YOUR GOAL:
Across the data below, how many lines hold "task"? Answer with that number and nothing else.

(Collected data)
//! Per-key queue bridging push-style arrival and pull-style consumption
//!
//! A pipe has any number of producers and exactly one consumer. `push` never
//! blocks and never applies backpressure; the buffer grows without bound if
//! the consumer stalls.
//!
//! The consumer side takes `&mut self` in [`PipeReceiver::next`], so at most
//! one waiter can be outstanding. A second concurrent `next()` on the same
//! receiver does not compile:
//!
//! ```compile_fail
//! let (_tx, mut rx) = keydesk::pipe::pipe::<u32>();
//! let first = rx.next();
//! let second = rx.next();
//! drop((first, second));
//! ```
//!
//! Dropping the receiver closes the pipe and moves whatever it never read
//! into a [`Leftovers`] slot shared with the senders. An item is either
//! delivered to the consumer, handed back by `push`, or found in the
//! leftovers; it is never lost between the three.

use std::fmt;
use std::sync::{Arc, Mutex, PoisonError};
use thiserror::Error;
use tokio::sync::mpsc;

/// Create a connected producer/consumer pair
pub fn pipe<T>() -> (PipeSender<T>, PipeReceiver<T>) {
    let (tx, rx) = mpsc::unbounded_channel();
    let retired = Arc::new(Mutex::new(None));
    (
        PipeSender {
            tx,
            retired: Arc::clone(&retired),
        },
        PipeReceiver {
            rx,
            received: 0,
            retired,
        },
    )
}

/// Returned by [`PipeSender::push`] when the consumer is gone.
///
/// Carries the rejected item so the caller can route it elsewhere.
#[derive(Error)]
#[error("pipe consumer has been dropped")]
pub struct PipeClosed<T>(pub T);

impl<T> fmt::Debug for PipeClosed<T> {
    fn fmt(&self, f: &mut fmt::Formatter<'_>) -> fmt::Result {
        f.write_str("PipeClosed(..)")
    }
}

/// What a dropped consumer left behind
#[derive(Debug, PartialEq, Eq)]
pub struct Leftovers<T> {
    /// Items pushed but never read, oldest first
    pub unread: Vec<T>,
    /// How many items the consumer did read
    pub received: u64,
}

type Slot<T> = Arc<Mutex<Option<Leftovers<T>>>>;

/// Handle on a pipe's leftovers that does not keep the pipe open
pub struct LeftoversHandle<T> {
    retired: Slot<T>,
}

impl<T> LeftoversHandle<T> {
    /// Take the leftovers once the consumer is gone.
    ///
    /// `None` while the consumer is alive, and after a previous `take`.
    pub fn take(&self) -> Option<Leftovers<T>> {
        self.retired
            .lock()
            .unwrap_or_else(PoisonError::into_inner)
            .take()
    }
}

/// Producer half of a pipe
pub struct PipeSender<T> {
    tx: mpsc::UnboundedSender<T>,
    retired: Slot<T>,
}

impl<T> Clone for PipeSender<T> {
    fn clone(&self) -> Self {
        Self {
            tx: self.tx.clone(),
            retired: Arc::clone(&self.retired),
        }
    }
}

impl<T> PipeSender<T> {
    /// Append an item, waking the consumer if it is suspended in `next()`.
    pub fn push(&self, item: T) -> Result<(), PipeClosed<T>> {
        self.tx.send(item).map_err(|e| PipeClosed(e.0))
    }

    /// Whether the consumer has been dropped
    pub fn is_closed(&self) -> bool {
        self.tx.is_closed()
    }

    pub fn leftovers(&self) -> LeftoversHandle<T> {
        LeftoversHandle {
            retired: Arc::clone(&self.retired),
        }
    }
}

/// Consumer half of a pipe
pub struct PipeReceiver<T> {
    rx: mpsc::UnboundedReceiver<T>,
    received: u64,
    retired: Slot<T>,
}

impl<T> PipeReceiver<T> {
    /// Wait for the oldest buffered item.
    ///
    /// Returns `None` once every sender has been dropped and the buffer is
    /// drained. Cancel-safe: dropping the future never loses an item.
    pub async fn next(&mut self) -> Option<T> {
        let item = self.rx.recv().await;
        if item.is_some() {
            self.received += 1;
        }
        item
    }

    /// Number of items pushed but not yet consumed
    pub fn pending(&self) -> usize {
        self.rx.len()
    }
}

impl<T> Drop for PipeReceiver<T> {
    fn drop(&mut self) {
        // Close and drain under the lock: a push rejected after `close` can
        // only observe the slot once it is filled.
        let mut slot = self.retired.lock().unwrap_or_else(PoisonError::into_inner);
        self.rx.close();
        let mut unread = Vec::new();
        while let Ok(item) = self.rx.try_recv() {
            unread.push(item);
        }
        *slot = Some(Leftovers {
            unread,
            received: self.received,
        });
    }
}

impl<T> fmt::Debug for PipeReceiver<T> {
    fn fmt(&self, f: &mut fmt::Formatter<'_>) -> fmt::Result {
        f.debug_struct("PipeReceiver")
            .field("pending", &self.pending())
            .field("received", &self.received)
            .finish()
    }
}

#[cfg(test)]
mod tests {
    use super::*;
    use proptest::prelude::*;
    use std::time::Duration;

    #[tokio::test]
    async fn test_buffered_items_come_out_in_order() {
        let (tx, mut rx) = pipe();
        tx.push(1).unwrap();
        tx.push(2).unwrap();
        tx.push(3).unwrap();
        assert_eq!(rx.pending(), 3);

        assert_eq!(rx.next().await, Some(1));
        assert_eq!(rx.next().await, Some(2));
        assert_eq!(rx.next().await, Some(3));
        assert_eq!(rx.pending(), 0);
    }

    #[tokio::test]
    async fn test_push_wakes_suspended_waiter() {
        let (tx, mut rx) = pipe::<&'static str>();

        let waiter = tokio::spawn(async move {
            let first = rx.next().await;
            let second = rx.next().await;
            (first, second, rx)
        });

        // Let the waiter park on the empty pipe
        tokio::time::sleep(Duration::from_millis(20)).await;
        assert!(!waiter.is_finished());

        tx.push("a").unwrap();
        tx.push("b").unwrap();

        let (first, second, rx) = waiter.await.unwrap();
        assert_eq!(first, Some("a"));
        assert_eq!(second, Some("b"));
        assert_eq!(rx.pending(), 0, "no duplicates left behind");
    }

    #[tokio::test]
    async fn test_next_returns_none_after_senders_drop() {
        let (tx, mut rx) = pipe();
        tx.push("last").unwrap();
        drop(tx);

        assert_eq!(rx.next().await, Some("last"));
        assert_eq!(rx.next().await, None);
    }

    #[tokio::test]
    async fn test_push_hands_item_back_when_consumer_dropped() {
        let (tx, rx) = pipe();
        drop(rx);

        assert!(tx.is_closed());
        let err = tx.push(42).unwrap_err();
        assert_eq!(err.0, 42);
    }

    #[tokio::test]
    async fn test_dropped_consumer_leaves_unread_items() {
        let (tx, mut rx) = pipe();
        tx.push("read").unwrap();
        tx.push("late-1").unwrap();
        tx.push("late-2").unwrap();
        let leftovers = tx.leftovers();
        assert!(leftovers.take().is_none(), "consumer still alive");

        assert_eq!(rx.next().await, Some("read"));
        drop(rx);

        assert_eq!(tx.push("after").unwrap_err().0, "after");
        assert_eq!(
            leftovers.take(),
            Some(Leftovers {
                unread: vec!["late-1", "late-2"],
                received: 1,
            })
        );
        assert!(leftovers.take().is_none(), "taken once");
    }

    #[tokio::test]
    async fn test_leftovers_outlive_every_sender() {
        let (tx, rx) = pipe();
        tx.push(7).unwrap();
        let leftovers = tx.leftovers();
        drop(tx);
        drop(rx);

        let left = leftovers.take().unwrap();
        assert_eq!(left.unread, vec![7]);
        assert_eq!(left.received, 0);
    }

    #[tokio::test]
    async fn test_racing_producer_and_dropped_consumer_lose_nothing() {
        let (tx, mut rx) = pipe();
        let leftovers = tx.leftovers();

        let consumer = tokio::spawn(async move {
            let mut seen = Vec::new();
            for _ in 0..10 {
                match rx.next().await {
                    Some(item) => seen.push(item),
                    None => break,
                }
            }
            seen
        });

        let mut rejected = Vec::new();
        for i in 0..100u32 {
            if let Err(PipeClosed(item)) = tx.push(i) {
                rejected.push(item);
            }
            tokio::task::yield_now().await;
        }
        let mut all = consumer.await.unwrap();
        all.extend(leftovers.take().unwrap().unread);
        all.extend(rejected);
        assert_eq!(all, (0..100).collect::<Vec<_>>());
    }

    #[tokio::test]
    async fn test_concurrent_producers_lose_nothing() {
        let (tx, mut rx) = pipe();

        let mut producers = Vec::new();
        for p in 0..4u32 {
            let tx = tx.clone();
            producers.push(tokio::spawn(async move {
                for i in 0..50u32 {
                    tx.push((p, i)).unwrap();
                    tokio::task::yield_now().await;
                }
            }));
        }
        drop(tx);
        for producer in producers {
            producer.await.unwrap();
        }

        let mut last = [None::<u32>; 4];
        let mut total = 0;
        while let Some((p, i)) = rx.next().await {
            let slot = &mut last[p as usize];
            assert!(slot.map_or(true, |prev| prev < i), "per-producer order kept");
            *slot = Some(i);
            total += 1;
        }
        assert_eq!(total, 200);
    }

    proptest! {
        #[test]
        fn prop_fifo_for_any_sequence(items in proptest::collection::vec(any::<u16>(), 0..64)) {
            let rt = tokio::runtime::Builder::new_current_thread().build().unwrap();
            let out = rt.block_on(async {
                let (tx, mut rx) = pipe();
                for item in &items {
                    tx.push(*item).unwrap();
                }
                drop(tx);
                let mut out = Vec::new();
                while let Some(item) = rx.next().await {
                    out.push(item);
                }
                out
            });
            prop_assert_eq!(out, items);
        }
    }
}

WRITTEN SOLUTION:
2